**PROVIDED RECORDS**
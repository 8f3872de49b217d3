//! JSON output format for the generic speedup report

use crate::aggregate::Summary;
use crate::baseline::Confidence;
use anyhow::{Context, Result};
use serde::{Deserialize, Serialize};

/// Baseline predicate as it appears in JSON output
#[derive(Debug, Clone, Serialize, Deserialize)]
pub struct JsonBaseline {
    pub field: String,
    pub value: String,
}

/// One derived row
#[derive(Debug, Clone, Serialize)]
pub struct JsonDerivedRow {
    /// Group key values, in `group_by` order
    pub key: Vec<String>,
    /// Value of the summarize-by dimension
    pub label: String,
    pub is_baseline: bool,
    pub value: f64,
    pub ratio: f64,
    /// Present only when the ratio is not a plain measurement
    #[serde(skip_serializing_if = "Option::is_none")]
    pub flag: Option<Confidence>,
}

/// Ratio summary for one summarize-by value
#[derive(Debug, Clone, Serialize)]
pub struct JsonGroupSummary {
    pub label: String,
    pub summary: Summary,
    /// Group key of the row with the highest ratio
    #[serde(skip_serializing_if = "Option::is_none")]
    pub best: Option<String>,
}

/// Complete speedup report
#[derive(Debug, Clone, Serialize)]
pub struct JsonSpeedupReport {
    pub input: String,
    pub group_by: Vec<String>,
    pub baseline: JsonBaseline,
    pub metric: String,
    pub rows: Vec<JsonDerivedRow>,
    pub summaries: Vec<JsonGroupSummary>,
    #[serde(skip_serializing_if = "Vec::is_empty")]
    pub warnings: Vec<String>,
}

/// Pretty-printed JSON with a trailing newline
pub fn to_json<T: Serialize>(value: &T) -> Result<String> {
    let mut text = serde_json::to_string_pretty(value).context("Failed to serialize JSON")?;
    text.push('\n');
    Ok(text)
}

**EXERCISE**
Reproduce the data. Match each line exactly.

**ANSWER TO THIS EXERCISE**
repository 8f3872de49b217d3
//! JSON output format for the generic speedup report

use crate::aggregate::Summary;
use crate::baseline::Confidence;
use anyhow::{Context, Result};
use serde::{Deserialize, Serialize};

/// Baseline predicate as it appears in JSON output
#[derive(Debug, Clone, Serialize, Deserialize)]
pub struct JsonBaseline {
    pub field: String,
    pub value: String,
}

/// One derived row
#[derive(Debug, Clone, Serialize)]
pub struct JsonDerivedRow {
    /// Group key values, in `group_by` order
    pub key: Vec<String>,
    /// Value of the summarize-by dimension
    pub label: String,
    pub is_baseline: bool,
    pub value: f64,
    pub ratio: f64,
    /// Present only when the ratio is not a plain measurement
    #[serde(skip_serializing_if = "Option::is_none")]
    pub flag: Option<Confidence>,
}

/// Ratio summary for one summarize-by value
#[derive(Debug, Clone, Serialize)]
pub struct JsonGroupSummary {
    pub label: String,
    pub summary: Summary,
    /// Group key of the row with the highest ratio
    #[serde(skip_serializing_if = "Option::is_none")]
    pub best: Option<String>,
}

/// Complete speedup report
#[derive(Debug, Clone, Serialize)]
pub struct JsonSpeedupReport {
    pub input: String,
    pub group_by: Vec<String>,
    pub baseline: JsonBaseline,
    pub metric: String,
    pub rows: Vec<JsonDerivedRow>,
    pub summaries: Vec<JsonGroupSummary>,
    #[serde(skip_serializing_if = "Vec::is_empty")]
    pub warnings: Vec<String>,
}

/// Pretty-printed JSON with a trailing newline
pub fn to_json<T: Serialize>(value: &T) -> Result<String> {
    let mut text = serde_json::to_string_pretty(value).context("Failed to serialize JSON")?;
    text.push('\n');
    Ok(text)
}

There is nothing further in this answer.